■ Exercise aim: Write each line again exactly as it is, from the opening line of the records below through the one containing "across all chains", and add nothing.

■ Dataset records:
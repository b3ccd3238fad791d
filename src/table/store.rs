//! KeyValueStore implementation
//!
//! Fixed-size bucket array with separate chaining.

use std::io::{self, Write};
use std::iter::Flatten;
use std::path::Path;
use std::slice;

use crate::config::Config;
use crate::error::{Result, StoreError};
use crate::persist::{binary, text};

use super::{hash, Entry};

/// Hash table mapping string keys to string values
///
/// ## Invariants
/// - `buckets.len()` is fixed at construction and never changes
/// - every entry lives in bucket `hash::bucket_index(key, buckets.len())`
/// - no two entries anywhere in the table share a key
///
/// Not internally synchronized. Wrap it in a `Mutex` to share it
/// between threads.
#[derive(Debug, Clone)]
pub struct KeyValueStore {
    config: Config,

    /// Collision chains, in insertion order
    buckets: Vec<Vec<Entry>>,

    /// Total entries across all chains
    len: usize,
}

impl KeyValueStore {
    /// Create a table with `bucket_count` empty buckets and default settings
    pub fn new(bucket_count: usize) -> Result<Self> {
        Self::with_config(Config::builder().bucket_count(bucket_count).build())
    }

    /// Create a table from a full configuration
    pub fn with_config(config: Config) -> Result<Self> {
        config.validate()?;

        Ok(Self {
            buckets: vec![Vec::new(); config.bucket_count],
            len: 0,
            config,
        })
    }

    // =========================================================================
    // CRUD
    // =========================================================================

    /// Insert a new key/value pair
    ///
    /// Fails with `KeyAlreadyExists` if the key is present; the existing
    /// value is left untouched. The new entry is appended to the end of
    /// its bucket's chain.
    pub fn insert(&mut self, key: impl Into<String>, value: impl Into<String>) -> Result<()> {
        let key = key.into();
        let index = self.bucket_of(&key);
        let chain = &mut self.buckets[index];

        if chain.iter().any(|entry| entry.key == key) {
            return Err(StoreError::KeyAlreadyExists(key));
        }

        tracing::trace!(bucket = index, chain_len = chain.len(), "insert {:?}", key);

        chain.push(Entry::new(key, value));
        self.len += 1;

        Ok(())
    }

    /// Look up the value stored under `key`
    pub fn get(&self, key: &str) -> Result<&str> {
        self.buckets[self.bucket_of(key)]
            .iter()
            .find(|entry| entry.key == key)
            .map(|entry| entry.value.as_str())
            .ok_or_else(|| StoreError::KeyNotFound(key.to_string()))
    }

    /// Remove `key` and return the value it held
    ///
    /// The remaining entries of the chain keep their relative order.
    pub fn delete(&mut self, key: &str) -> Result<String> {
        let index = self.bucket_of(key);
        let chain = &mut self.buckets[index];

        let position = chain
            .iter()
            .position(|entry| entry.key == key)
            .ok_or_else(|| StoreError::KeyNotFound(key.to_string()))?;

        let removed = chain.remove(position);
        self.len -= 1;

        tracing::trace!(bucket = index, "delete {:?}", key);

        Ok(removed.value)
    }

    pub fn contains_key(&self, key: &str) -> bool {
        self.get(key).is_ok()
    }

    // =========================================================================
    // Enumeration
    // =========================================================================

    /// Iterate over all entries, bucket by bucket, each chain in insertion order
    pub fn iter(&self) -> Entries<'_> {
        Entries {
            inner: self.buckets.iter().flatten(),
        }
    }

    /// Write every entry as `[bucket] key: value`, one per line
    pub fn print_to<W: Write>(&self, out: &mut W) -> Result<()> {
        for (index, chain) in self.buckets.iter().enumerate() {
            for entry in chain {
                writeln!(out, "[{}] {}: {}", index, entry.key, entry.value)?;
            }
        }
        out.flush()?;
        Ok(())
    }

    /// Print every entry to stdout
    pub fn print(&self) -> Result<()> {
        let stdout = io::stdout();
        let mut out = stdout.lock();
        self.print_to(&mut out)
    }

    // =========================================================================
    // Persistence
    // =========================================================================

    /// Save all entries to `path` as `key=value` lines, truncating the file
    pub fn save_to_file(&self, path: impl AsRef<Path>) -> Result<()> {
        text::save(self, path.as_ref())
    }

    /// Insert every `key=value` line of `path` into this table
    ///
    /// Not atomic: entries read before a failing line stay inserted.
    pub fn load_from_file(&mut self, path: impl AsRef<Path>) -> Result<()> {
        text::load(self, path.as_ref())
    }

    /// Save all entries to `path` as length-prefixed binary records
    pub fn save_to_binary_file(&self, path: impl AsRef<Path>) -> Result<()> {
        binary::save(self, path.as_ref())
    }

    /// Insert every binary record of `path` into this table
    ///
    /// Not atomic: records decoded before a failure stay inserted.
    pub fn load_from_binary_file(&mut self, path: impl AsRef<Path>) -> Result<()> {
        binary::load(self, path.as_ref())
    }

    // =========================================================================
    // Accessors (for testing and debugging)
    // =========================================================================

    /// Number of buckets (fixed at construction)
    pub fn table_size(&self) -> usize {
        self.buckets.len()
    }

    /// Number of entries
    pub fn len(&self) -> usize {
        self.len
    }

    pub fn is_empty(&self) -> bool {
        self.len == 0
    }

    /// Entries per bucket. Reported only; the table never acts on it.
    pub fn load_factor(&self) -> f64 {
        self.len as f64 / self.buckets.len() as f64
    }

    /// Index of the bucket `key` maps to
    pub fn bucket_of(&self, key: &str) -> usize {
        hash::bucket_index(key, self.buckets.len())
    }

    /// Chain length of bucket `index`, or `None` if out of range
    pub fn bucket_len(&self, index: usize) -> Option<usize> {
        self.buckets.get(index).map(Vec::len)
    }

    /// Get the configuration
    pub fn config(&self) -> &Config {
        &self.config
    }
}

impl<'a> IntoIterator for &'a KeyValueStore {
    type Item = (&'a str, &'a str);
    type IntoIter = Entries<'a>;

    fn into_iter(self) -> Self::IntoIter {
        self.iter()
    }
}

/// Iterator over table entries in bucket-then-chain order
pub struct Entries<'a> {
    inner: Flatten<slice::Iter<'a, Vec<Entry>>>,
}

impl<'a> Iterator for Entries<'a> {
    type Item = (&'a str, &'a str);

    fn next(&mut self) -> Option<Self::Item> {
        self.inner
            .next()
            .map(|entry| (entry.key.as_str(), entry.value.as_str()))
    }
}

■ Expected answer:
repository b3ccd3238fad791d
filename src/table/store.rs
//! KeyValueStore implementation
//!
//! Fixed-size bucket array with separate chaining.

use std::io::{self, Write};
use std::iter::Flatten;
use std::path::Path;
use std::slice;

use crate::config::Config;
use crate::error::{Result, StoreError};
use crate::persist::{binary, text};

use super::{hash, Entry};

/// Hash table mapping string keys to string values
///
/// ## Invariants
/// - `buckets.len()` is fixed at construction and never changes
/// - every entry lives in bucket `hash::bucket_index(key, buckets.len())`
/// - no two entries anywhere in the table share a key
///
/// Not internally synchronized. Wrap it in a `Mutex` to share it
/// between threads.
#[derive(Debug, Clone)]
pub struct KeyValueStore {
    config: Config,

    /// Collision chains, in insertion order
    buckets: Vec<Vec<Entry>>,

    /// Total entries across all chains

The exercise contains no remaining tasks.